BUENOS AIRES (ARGENTINA)
Associated Press [New York NY]
March 9, 2021
By Almudena Calatrava
Photo above: Mailin Gobbo reacts as she leaves the courtroom after hearing a judge acquit former Catholic Priest Carlos Eduardo Jose, who she says sexually abused her for years when she was an adolescent, in San Martin, Argentina, Tuesday, March 9, 2021. The court acquitted the 62-year-old, citing the statute of limitations had run out. (AP Photo/Natacha Pisarenko)
A court on Tuesday cleared a retired priest of sexual abuse charges on grounds the statute of limitations on the alleged crimes had expired.
Former priest Carlos Eduardo José, 62, had spent more than a year in custody during the legal process and the ruling by a three-judge panel in the city of San Martin means he can go free.
Attorneys for his accuser, Mailin Gobbo, said they would appeal.
Gobbo, now 33, accused José of “grave sexual abuse” from 1999 to 2008 when she was a student at a parochial school he oversaw in the town of Caseros, outside of Buenos Aires, and even later at a different school.
She said she complained to local archbishopric in 2009 and said authorities apparently took no strong action against him.
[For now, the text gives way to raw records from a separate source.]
use strum::EnumIs;
use thiserror::Error;

use crate::tier::Tier;

#[derive(Debug, Clone, Copy, PartialEq, Eq, Hash, EnumIs, Error)]
pub enum CodeError {
    /// An instruction writes into a tier it does not belong to.
    #[error(
        "instruction at line {line} in {owner} tier code writes to a {found} tier slot. Destinations must lie in the tier that owns the sequence."
    )]
    ForeignDestination { line: u32, owner: Tier, found: Tier },

    /// An operand references a tier evaluated after the owning one.
    #[error(
        "instruction at line {line} in {owner} tier code reads a {found} tier slot, which is not evaluated yet at that point."
    )]
    ForwardReference { line: u32, owner: Tier, found: Tier },

    /// A slot index exceeds the tier's declared size.
    #[error(
        "instruction at line {line} references slot {index} of the {tier} tier, which only holds {len} variables."
    )]
    SlotOutOfRange {
        line: u32,
        tier: Tier,
        index: usize,
        len: usize,
    },
}
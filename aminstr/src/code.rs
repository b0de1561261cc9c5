//! Program code sequences.
//!
//! A tier's "program code" is an ordered list of [`CodeStep`]s executed in
//! list order. Later steps may read outputs of earlier ones; evaluation
//! order is guaranteed by the compiler and not re-verified at runtime. What
//! *is* verified, once and before execution, is that every slot reference
//! is structurally valid for the tier that owns the sequence.
use enum_map::EnumMap;
#[cfg(feature = "serde")]
use serde::{Deserialize, Serialize};

use crate::{
    error::CodeError,
    instr::{Instr, Instruction},
    operand::Slot,
    tier::Tier,
};

/// One element of a tier's program code: an instruction plus the source line
/// it was compiled from, used for error reporting.
#[derive(Debug, Clone, Copy, PartialEq)]
#[cfg_attr(feature = "serde", derive(Serialize, Deserialize))]
pub struct CodeStep {
    pub instr: Instr,
    pub line: u32,
}

impl CodeStep {
    pub fn new(instr: impl Into<Instr>, line: u32) -> Self {
        Self {
            instr: instr.into(),
            line,
        }
    }
}

impl std::fmt::Display for CodeStep {
    fn fmt(&self, f: &mut std::fmt::Formatter<'_>) -> std::fmt::Result {
        write!(f, "line {}: {}", self.line, self.instr)
    }
}

/// Validate a code sequence against the declared per-tier slot counts.
///
/// Checks, for every step:
/// 1. The destination lies in the owning tier.
/// 2. Operand slots reference the owning tier or an earlier one: const
///    code may only reach const slots, single code const and single slots.
/// 3. Every referenced slot index is within the tier's declared size.
pub fn check_code<'a>(
    owner: Tier,
    steps: impl IntoIterator<Item = &'a CodeStep>,
    counts: &EnumMap<Tier, usize>,
) -> Result<(), CodeError> {
    let in_range = |step: &CodeStep, slot: Slot| {
        let len = counts[slot.tier];
        if slot.index < len {
            Ok(())
        } else {
            Err(CodeError::SlotOutOfRange {
                line: step.line,
                tier: slot.tier,
                index: slot.index,
                len,
            })
        }
    };

    for step in steps {
        let dest = step.instr.destination();
        if dest.tier != owner {
            return Err(CodeError::ForeignDestination {
                line: step.line,
                owner,
                found: dest.tier,
            });
        }
        in_range(step, dest)?;

        for slot in step.instr.slot_dependencies() {
            if slot.tier > owner {
                return Err(CodeError::ForwardReference {
                    line: step.line,
                    owner,
                    found: slot.tier,
                });
            }
            in_range(step, slot)?;
        }
    }

    Ok(())
}
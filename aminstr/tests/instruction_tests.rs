use aminstr::{
    code::{self, CodeStep},
    error::CodeError,
    instr::{Arith, ArithOp, Instr, Instruction, Mov, Select, Unary, UnaryOp},
    operand::{Operand, Slot},
    tier::Tier,
};
use enum_map::{EnumMap, enum_map};

fn counts(n_const: usize, n_single: usize, n_seq: usize) -> EnumMap<Tier, usize> {
    enum_map! {
        Tier::Const => n_const,
        Tier::Single => n_single,
        Tier::Sequential => n_seq,
    }
}

#[test]
fn instructions_expose_operands_and_destination() {
    let mut instr = Instr::from(Arith {
        op: ArithOp::Add,
        dest: Slot::sequential(2),
        lhs: Operand::Slot(Slot::sequential(0)),
        rhs: Operand::Imm(1.5),
    });

    assert_eq!(instr.destination(), Slot::sequential(2));

    let operands: Vec<Operand> = instr.operands().copied().collect();
    assert_eq!(
        operands,
        vec![Operand::Slot(Slot::sequential(0)), Operand::Imm(1.5)]
    );

    let slots: Vec<Slot> = instr.slot_dependencies().collect();
    assert_eq!(slots, vec![Slot::sequential(0)], "immediates are skipped");

    instr.set_destination(Slot::sequential(7));
    assert_eq!(instr.destination(), Slot::sequential(7));
}

#[test]
fn operand_rewriting_reaches_every_input() {
    let mut instr = Instr::from(Select {
        dest: Slot::sequential(3),
        cond: Operand::Slot(Slot::sequential(0)),
        on_true: Operand::Slot(Slot::sequential(1)),
        on_false: Operand::Slot(Slot::sequential(2)),
    });

    for operand in instr.operands_mut() {
        if let Operand::Slot(slot) = operand {
            slot.index += 10;
        }
    }

    let indices: Vec<usize> = instr.slot_dependencies().map(|slot| slot.index).collect();
    assert_eq!(indices, vec![10, 11, 12]);
}

#[test]
fn display_renders_compiler_friendly_text() {
    let step = CodeStep::new(
        Arith {
            op: ArithOp::Mul,
            dest: Slot::sequential(1),
            lhs: Operand::Slot(Slot::sequential(0)),
            rhs: Operand::Imm(2.0),
        },
        4,
    );
    assert_eq!(step.to_string(), "line 4: %sequential:1 = mul %sequential:0, 2");

    let mov = Instr::from(Mov {
        dest: Slot::constant(0),
        value: Operand::Imm(1.5),
    });
    assert_eq!(mov.to_string(), "%const:0 = mov 1.5");
}

#[test]
fn check_code_accepts_a_well_formed_sequence() {
    let steps = [
        CodeStep::new(
            Unary {
                op: UnaryOp::Sqrt,
                dest: Slot::sequential(1),
                value: Operand::Slot(Slot::sequential(0)),
            },
            1,
        ),
        CodeStep::new(
            Arith {
                op: ArithOp::Add,
                dest: Slot::sequential(2),
                lhs: Operand::Slot(Slot::sequential(1)),
                rhs: Operand::Slot(Slot::constant(0)),
            },
            2,
        ),
    ];
    code::check_code(Tier::Sequential, &steps, &counts(1, 0, 3)).expect("valid sequence");
}

#[test]
fn check_code_rejects_destinations_outside_the_owning_tier() {
    let steps = [CodeStep::new(
        Mov {
            dest: Slot::sequential(0),
            value: Operand::Imm(0.0),
        },
        5,
    )];
    let err =
        code::check_code(Tier::Const, &steps, &counts(1, 0, 1)).expect_err("foreign destination");
    assert_eq!(
        err,
        CodeError::ForeignDestination {
            line: 5,
            owner: Tier::Const,
            found: Tier::Sequential,
        }
    );
}

#[test]
fn check_code_rejects_reads_of_later_tiers() {
    let steps = [CodeStep::new(
        Mov {
            dest: Slot::constant(0),
            value: Operand::Slot(Slot::single(0)),
        },
        2,
    )];
    let err =
        code::check_code(Tier::Const, &steps, &counts(1, 1, 0)).expect_err("forward reference");
    assert_eq!(
        err,
        CodeError::ForwardReference {
            line: 2,
            owner: Tier::Const,
            found: Tier::Single,
        }
    );
}

#[test]
fn check_code_bounds_every_slot_index() {
    let steps = [CodeStep::new(
        Mov {
            dest: Slot::constant(3),
            value: Operand::Imm(1.0),
        },
        8,
    )];
    let err = code::check_code(Tier::Const, &steps, &counts(2, 0, 0)).expect_err("out of range");
    assert_eq!(
        err,
        CodeError::SlotOutOfRange {
            line: 8,
            tier: Tier::Const,
            index: 3,
            len: 2,
        }
    );
}
/// A compiled array-expression program together with the machinery to
/// execute it.
///
/// The engine is populated by an upstream expression compiler: tier tables
/// are sized with the `resize_*` methods, filled through the indexed
/// accessors, and named arrays are attached with [`add_source`] /
/// [`add_sink`]. It is then driven through [`run_const`], [`run_single`]
/// and [`run_sequential`], in that order; a stage must not be invoked after
/// an earlier one failed. The engine may be re-run many times.
///
/// The lifetime parameter `'arr` holds the bound arrays borrowed: sources
/// shared, sinks exclusive. The borrow ends when the engine is dropped, so
/// the arrays are guaranteed to outlive every run.
///
/// [`add_source`]: Engine::add_source
/// [`add_sink`]: Engine::add_sink
/// [`run_const`]: Engine::run_const
/// [`run_single`]: Engine::run_single
/// [`run_sequential`]: Engine::run_sequential
#[derive(Debug)]
pub struct Engine<'arr> {
    config: EngineConfig,
    sources: BTreeMap<String, SourceArray<'arr>>,
    sinks: BTreeMap<String, SinkArray<'arr>>,
    const_vars: Vec<Option<VariableHandle>>,
    single_vars: Vec<Option<VariableHandle>>,
    /// Per-thread instances of the sequential variable table, `[thread][slot]`.
    sequential_vars: Vec<Vec<Option<VariableHandle>>>,
    const_code: Vec<Option<CodeStep>>,
    single_code: Vec<Option<CodeStep>>,
    /// Per-thread instances of the sequential code, `[thread][step]`.
    sequential_code: Vec<Vec<Option<CodeStep>>>,
    buffer: ScratchBuffer,
    parser_program: Option<ParserProgramHandle>,
}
Pope Francis accepted José’s resignation from the priesthood in 2019.
Three other complaints against the former priest by other former students were earlier dismissed by other courts, also on statute of limitations grounds.
Gobbo confronted one of the defense attorneys after the session, saying, “You are all accomplices. You don’t think of the people.” Several supporters placed posters denouncing the former priest around the courthouse.
Neither church authorities nor José’s attorneys commented on the verdict, though the local bishopric issued a statement in February praying “for a just final ruling that can bring peace to the people involved and offer light to the shadows cast on all the victims of this aberrant crime.”
Local prosecutors and Gobbo’s attorney had sought a 20 year prison sentence, saying the priest never denied the crime, but merely argued Gobbo had waited too long to file a complaint.
Her attorney, Héctor Silveira, indicated an appeal would be based partly on the argument that Argentina’s constitution accepts the International Convention on the Rights of Children, which he said maintains that sexual abuse of minors should have no statute of limitations.